Balanced Literacy: Learning to Read at AE

According to Carmen Jorgenson, Balanced Literacy is a complex concept. Just as the octopus, it has many parts. If you ask 10 people what Balanced Literacy is, you might get 10 different definitions and understanding. The ultimate goal of balanced literacy is to develop proficient, independent readers and writers. It is all based on a premise called "Gradual Release of Responsibility."

Through read aloud's, shared reading, modeled writing, and interactive or edited writing, teachers model strategies that good readers and writers use. Teachers do a lot of the work during these lessons to share their own thinking, and to get children to understand the strategies and how to apply them. Teachers provide direct explanations about the strategies, think aloud to foster metacognition, and facilitate peer learning through shared texts and partner talk about those texts.

During the school day, students are given the opportunity to practice these strategies during small group teacher-directed guided reading or writing. This setting provides the appropriate amount of support each student needs to be able to apply the 'focus' strategy.

Then during times when the child is reading or writing alone, (s)he practices the taught strategies independently. Teachers monitor this independent practice time by conferring with the students to see how they are applying the strategies. During the conferring, teachers can evaluate a child's progress, reteach a strategy, and/or validate what a student is using and why to help develop more metacognition.

It's like teaching a child how to ride a bike. The child watches someone ride a bike as the first step. Then with the support of someone literally holding up the bike and the child peddling, the child attempts to ride a bike.
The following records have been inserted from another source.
use chrono::{DateTime, SecondsFormat, Utc};

/// Site icon, served from `public/`.
pub const FAVICON_PATH: &str = "/favicon.svg";

/// When this binary was built, as stamped by `build.rs`.
pub fn build_time() -> DateTime<Utc> {
    DateTime::parse_from_rfc3339(env!("BUILD_TIME"))
        .map(|t| t.with_timezone(&Utc))
        .unwrap_or_else(|_| Utc::now())
}

pub fn robots_txt(site_url: &str) -> String {
    let site_url = site_url.trim_end_matches('/');
    format!("User-agent: *\nAllow: /\n\nHost: {site_url}\nSitemap: {site_url}/sitemap.xml\n")
}

/// Single-entry sitemap; the site is one page.
pub fn sitemap_xml(site_url: &str, last_modified: DateTime<Utc>) -> String {
    let lastmod = last_modified.to_rfc3339_opts(SecondsFormat::Secs, true);
    format!(
        r#"<?xml version="1.0" encoding="UTF-8"?>
<urlset xmlns="http://www.sitemaps.org/schemas/sitemap/0.9">
  <url>
    <loc>{site_url}</loc>
    <lastmod>{lastmod}</lastmod>
    <changefreq>monthly</changefreq>
    <priority>1.0</priority>
  </url>
</urlset>
"#
    )
}

#[cfg(test)]
mod tests {
    use super::*;
    use chrono::TimeZone;

    #[test]
    fn test_robots_points_at_sitemap() {
        let robots = robots_txt("https://example.com/");
        assert!(robots.starts_with("User-agent: *\nAllow: /\n"));
        assert!(robots.contains("Host: https://example.com\n"));
        assert!(robots.contains("Sitemap: https://example.com/sitemap.xml\n"));
    }

    #[test]
    fn test_sitemap_entry() {
        let when = Utc.with_ymd_and_hms(2026, 3, 1, 12, 30, 0).unwrap();
        let xml = sitemap_xml("https://example.com", when);
        assert!(xml.starts_with("<?xml version=\"1.0\" encoding=\"UTF-8\"?>"));
        assert!(xml.contains("<loc>https://example.com</loc>"));
        assert!(xml.contains("<lastmod>2026-03-01T12:30:00Z</lastmod>"));
        assert!(xml.contains("<changefreq>monthly</changefreq>"));
        assert_eq!(xml.matches("<url>").count(), 1);
    }

    #[test]
    fn test_build_time_is_stamped() {
        assert!(DateTime::parse_from_rfc3339(env!("BUILD_TIME")).is_ok());
        assert!(build_time() <= Utc::now());
    }

    #[test]
    fn test_linked_assets_are_shipped() {
        let public = std::path::Path::new(env!("CARGO_MANIFEST_DIR")).join("public");
        for asset in [FAVICON_PATH, "/manifest.json"] {
            let file = public.join(asset.trim_start_matches('/'));
            assert!(file.is_file(), "{} is linked but missing", file.display());
        }
    }
}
The adult is still doing a lot of the work. Pretty soon the child can ride almost by himself with an adult just holding onto the seat, or there as moral support. The child is doing most of the work. Pretty soon he can ride the bike by himself.
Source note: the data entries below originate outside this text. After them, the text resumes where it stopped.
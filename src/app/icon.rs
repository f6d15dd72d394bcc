use leptos::prelude::*;

use crate::icon::Icon;

/// Inline stroke icon that inherits `currentColor` from its parent.
#[component]
pub fn SvgIcon(icon: Icon, #[prop(into, optional)] class: String) -> impl IntoView {
    let class = if class.is_empty() {
        "w-5 h-5".to_string()
    } else {
        class
    };
    view! {
        <svg
            xmlns="http://www.w3.org/2000/svg"
            viewBox="0 0 24 24"
            fill="none"
            stroke="currentColor"
            stroke-width="2"
            stroke-linecap="round"
            stroke-linejoin="round"
            aria-hidden="true"
            focusable="false"
            class=class
        >
            {icon.paths().iter().map(|d| view! { <path d=*d /> }).collect_view()}
        </svg>
    }
}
Yes, comprehension (meaning) is the focus of all reading and writing instruction. All proficient readers read for meaning. Writers write to express their thoughts - creating meaning. Yes, there are separate skills that can/must be taught to assist students as they learn to read and write for meaning. Teaching students how to comprehend what they are reading is a heavy task. It includes everything from reading to learn information, to reading to understand the plot of an author's story, to understand the inferences and opinions in a text. It's a very complicated, higher-level thinking process.
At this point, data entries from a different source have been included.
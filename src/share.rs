use crate::content::Profile;
use crate::error::CapabilityError;

#[cfg(feature = "hydrate")]
pub use browser::BrowserShare;

/// How long the "Copied!" confirmation stays up after a clipboard fallback.
pub const SHARE_CONFIRMATION_MS: u64 = 2000;

#[derive(Debug, Clone, PartialEq, Eq)]
pub struct SharePayload {
    pub title: String,
    pub text: String,
    pub url: String,
}

impl SharePayload {
    pub fn for_profile(profile: &Profile, url: impl Into<String>) -> Self {
        Self {
            title: profile.headline(),
            text: format!("Check out the professional profile of {}.", profile.name),
            url: url.into(),
        }
    }
}

#[derive(Debug, Clone, Copy, PartialEq, Eq)]
pub enum ShareOutcome {
    /// The platform share sheet completed.
    Shared,
    /// The link went to the clipboard; show the confirmation.
    Copied,
    /// Nothing worked. Nothing is shown either.
    Unavailable,
}

/// Optional platform features the share button can use, in the order they
/// are tried.
#[allow(async_fn_in_trait)]
pub trait ShareCapabilities {
    fn native_share_supported(&self) -> bool;
    async fn native_share(&self, payload: &SharePayload) -> Result<(), CapabilityError>;
    async fn copy_text(&self, text: &str) -> Result<(), CapabilityError>;
}

/// Native share, then clipboard, then give up quietly.
///
/// A rejected or cancelled share sheet falls through to the clipboard the
/// same way a missing one does.
pub async fn share_with_fallback<C: ShareCapabilities>(
    caps: &C,
    payload: &SharePayload,
) -> ShareOutcome {
    if caps.native_share_supported() {
        match caps.native_share(payload).await {
            Ok(()) => return ShareOutcome::Shared,
            Err(e) => log::debug!("native share did not complete ({e}), copying link instead"),
        }
    }
    match caps.copy_text(&payload.url).await {
        Ok(()) => ShareOutcome::Copied,
        Err(e) => {
            log::warn!("could not copy link: {e}");
            ShareOutcome::Unavailable
        }
    }
}

/// Self-expiring confirmation flag.
///
/// Visible while a deadline is pending. Every `show` moves the deadline, so
/// an expiry meant for an earlier show finds the deadline still ahead of it
/// and leaves the flag alone.
#[derive(Debug, Clone, Copy, PartialEq, Eq, Default)]
pub struct ShareConfirmation {
    hide_at: Option<u64>,
}

impl ShareConfirmation {
    /// Show (or re-arm) the confirmation; returns the new deadline.
    pub fn show(&mut self, now_ms: u64) -> u64 {
        let deadline = now_ms + SHARE_CONFIRMATION_MS;
        self.hide_at = Some(deadline);
        deadline
    }

    /// React to a finished share. Only a clipboard copy is confirmed; the
    /// returned deadline is what the hide timer should be started with.
    pub fn record(&mut self, outcome: ShareOutcome, now_ms: u64) -> Option<u64> {
        match outcome {
            ShareOutcome::Copied => Some(self.show(now_ms)),
            ShareOutcome::Shared | ShareOutcome::Unavailable => None,
        }
    }

    /// Hide if the current deadline has been reached. Returns visibility.
    pub fn expire(&mut self, now_ms: u64) -> bool {
        if self.hide_at.is_some_and(|deadline| now_ms >= deadline) {
            self.hide_at = None;
        }
        self.is_visible()
    }

    pub fn is_visible(&self) -> bool {
        self.hide_at.is_some()
    }
}

#[cfg(feature = "hydrate")]
mod browser {
    use js_sys::{Function, Object, Promise, Reflect};
    use wasm_bindgen::{JsCast, JsValue};
    use wasm_bindgen_futures::JsFuture;

    use super::{ShareCapabilities, SharePayload};
    use crate::error::CapabilityError;

    /// Probes `navigator.share` and `navigator.clipboard.writeText` at call
    /// time; either may be missing in older browsers or insecure contexts.
    #[derive(Debug, Clone, Copy, Default)]
    pub struct BrowserShare;

    fn navigator() -> Option<JsValue> {
        web_sys::window().map(|w| w.navigator().into())
    }

    fn method(target: &JsValue, name: &str) -> Option<Function> {
        Reflect::get(target, &JsValue::from_str(name))
            .ok()?
            .dyn_into::<Function>()
            .ok()
    }

    fn rejected(e: JsValue) -> CapabilityError {
        CapabilityError::Rejected(e.as_string().unwrap_or_else(|| format!("{e:?}")))
    }

    async fn settle(called: Result<JsValue, JsValue>) -> Result<(), CapabilityError> {
        let promise = called.map_err(rejected)?.dyn_into::<Promise>().map_err(rejected)?;
        JsFuture::from(promise).await.map(|_| ()).map_err(rejected)
    }

    impl ShareCapabilities for BrowserShare {
        fn native_share_supported(&self) -> bool {
            navigator().and_then(|n| method(&n, "share")).is_some()
        }

        async fn native_share(&self, payload: &SharePayload) -> Result<(), CapabilityError> {
            let nav = navigator().ok_or(CapabilityError::Unavailable("navigator"))?;
            let share = method(&nav, "share").ok_or(CapabilityError::Unavailable("navigator.share"))?;
            let data = Object::new();
            for (key, value) in [
                ("title", &payload.title),
                ("text", &payload.text),
                ("url", &payload.url),
            ] {
                Reflect::set(&data, &JsValue::from_str(key), &JsValue::from_str(value))
                    .map_err(rejected)?;
            }
            settle(share.call1(&nav, &data)).await
        }

        async fn copy_text(&self, text: &str) -> Result<(), CapabilityError> {
            let nav = navigator().ok_or(CapabilityError::Unavailable("navigator"))?;
            let clipboard = Reflect::get(&nav, &JsValue::from_str("clipboard"))
                .ok()
                .filter(|c| !c.is_undefined() && !c.is_null())
                .ok_or(CapabilityError::Unavailable("navigator.clipboard"))?;
            let write = method(&clipboard, "writeText")
                .ok_or(CapabilityError::Unavailable("clipboard.writeText"))?;
            settle(write.call1(&clipboard, &JsValue::from_str(text))).await
        }
    }
}

#[cfg(test)]
mod tests {
    use super::*;
    use crate::content::PROFILE;
    use std::cell::RefCell;

    struct FakeCaps {
        native: Option<Result<(), CapabilityError>>,
        clipboard: Result<(), CapabilityError>,
        calls: RefCell<Vec<String>>,
    }

    impl FakeCaps {
        fn new(
            native: Option<Result<(), CapabilityError>>,
            clipboard: Result<(), CapabilityError>,
        ) -> Self {
            Self {
                native,
                clipboard,
                calls: RefCell::new(Vec::new()),
            }
        }
    }

    impl ShareCapabilities for FakeCaps {
        fn native_share_supported(&self) -> bool {
            self.native.is_some()
        }

        async fn native_share(&self, payload: &SharePayload) -> Result<(), CapabilityError> {
            self.calls.borrow_mut().push(format!("share:{}", payload.title));
            self.native
                .clone()
                .unwrap_or(Err(CapabilityError::Unavailable("navigator.share")))
        }

        async fn copy_text(&self, text: &str) -> Result<(), CapabilityError> {
            self.calls.borrow_mut().push(format!("copy:{text}"));
            self.clipboard.clone()
        }
    }

    fn payload() -> SharePayload {
        SharePayload::for_profile(&PROFILE, "https://example.com/#about")
    }

    #[test]
    fn test_payload_for_profile() {
        let p = payload();
        assert_eq!(p.title, "Abid Uddin Ahmed | Director");
        assert!(p.text.contains(PROFILE.name));
        assert_eq!(p.url, "https://example.com/#about");
    }

    #[tokio::test]
    async fn test_native_share_preferred() {
        let caps = FakeCaps::new(Some(Ok(())), Ok(()));
        assert_eq!(share_with_fallback(&caps, &payload()).await, ShareOutcome::Shared);
        assert_eq!(caps.calls.borrow().len(), 1);
        assert!(caps.calls.borrow()[0].starts_with("share:"));
    }

    #[tokio::test]
    async fn test_missing_native_share_copies_url() {
        let caps = FakeCaps::new(None, Ok(()));
        assert_eq!(share_with_fallback(&caps, &payload()).await, ShareOutcome::Copied);
        assert_eq!(
            *caps.calls.borrow(),
            vec!["copy:https://example.com/#about".to_string()]
        );
    }

    #[tokio::test]
    async fn test_cancelled_share_falls_back_to_clipboard() {
        let caps = FakeCaps::new(
            Some(Err(CapabilityError::Rejected("AbortError".to_string()))),
            Ok(()),
        );
        assert_eq!(share_with_fallback(&caps, &payload()).await, ShareOutcome::Copied);
        assert_eq!(caps.calls.borrow().len(), 2);
    }

    #[tokio::test]
    async fn test_nothing_available_is_silent() {
        let caps = FakeCaps::new(
            None,
            Err(CapabilityError::Unavailable("navigator.clipboard")),
        );
        assert_eq!(
            share_with_fallback(&caps, &payload()).await,
            ShareOutcome::Unavailable
        );
    }

    #[test]
    fn test_confirmation_hides_after_delay() {
        let mut confirmation = ShareConfirmation::default();
        assert!(!confirmation.is_visible());

        let deadline = confirmation.show(10_000);
        assert_eq!(deadline, 12_000);
        assert!(confirmation.is_visible());

        assert!(confirmation.expire(10_001));
        assert!(confirmation.expire(11_999));
        assert!(!confirmation.expire(12_000));
        assert!(!confirmation.is_visible());
    }

    #[test]
    fn test_second_show_rearms_window() {
        let mut confirmation = ShareConfirmation::default();
        let first = confirmation.show(0);
        let second = confirmation.show(1_500);
        assert_eq!(second, 3_500);

        // the first show's timer fires and must not hide the second
        assert!(confirmation.expire(first));
        assert!(confirmation.expire(3_499));
        assert!(!confirmation.expire(second));
    }

    #[test]
    fn test_only_clipboard_copy_is_confirmed() {
        let mut confirmation = ShareConfirmation::default();
        assert_eq!(confirmation.record(ShareOutcome::Shared, 1_000), None);
        assert_eq!(confirmation.record(ShareOutcome::Unavailable, 1_000), None);
        assert!(!confirmation.is_visible());

        assert_eq!(confirmation.record(ShareOutcome::Copied, 1_000), Some(3_000));
        assert!(confirmation.is_visible());
        assert!(!confirmation.expire(3_000));
    }

    #[tokio::test]
    async fn test_cancelled_share_then_copy_shows_confirmation() {
        let caps = FakeCaps::new(
            Some(Err(CapabilityError::Rejected("AbortError".to_string()))),
            Ok(()),
        );
        let mut confirmation = ShareConfirmation::default();
        let outcome = share_with_fallback(&caps, &payload()).await;
        assert_eq!(confirmation.record(outcome, 500), Some(2_500));
        assert!(confirmation.is_visible());

        let caps = FakeCaps::new(Some(Ok(())), Ok(()));
        let mut confirmation = ShareConfirmation::default();
        let outcome = share_with_fallback(&caps, &payload()).await;
        assert_eq!(confirmation.record(outcome, 500), None);
        assert!(!confirmation.is_visible());
    }

    #[test]
    fn test_expire_while_hidden_is_noop() {
        let mut confirmation = ShareConfirmation::default();
        assert!(!confirmation.expire(50_000));
        assert_eq!(confirmation, ShareConfirmation::default());
    }
}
Another aspect is teaching students how reading and writing are so closely connected. Literate people use what they know about reading and writing interchangeably.

Carmen Jorgenson is a former classroom teacher, reading specialist, and principal. She is an active member of the Alameda County Reading Association. Semi-retired from New Haven, she continues to work as a reading support teacher. Mrs. Jorgenson has worked with Dr. Adria Klein who has trained Alvarado teachers in Balanced Literacy. Dr. Klein was a force at the very beginning of the California Early Literacy Learning project (CELL) in 1994 and later ExLL (Extended Literacy Learning) both which were teachings training tools.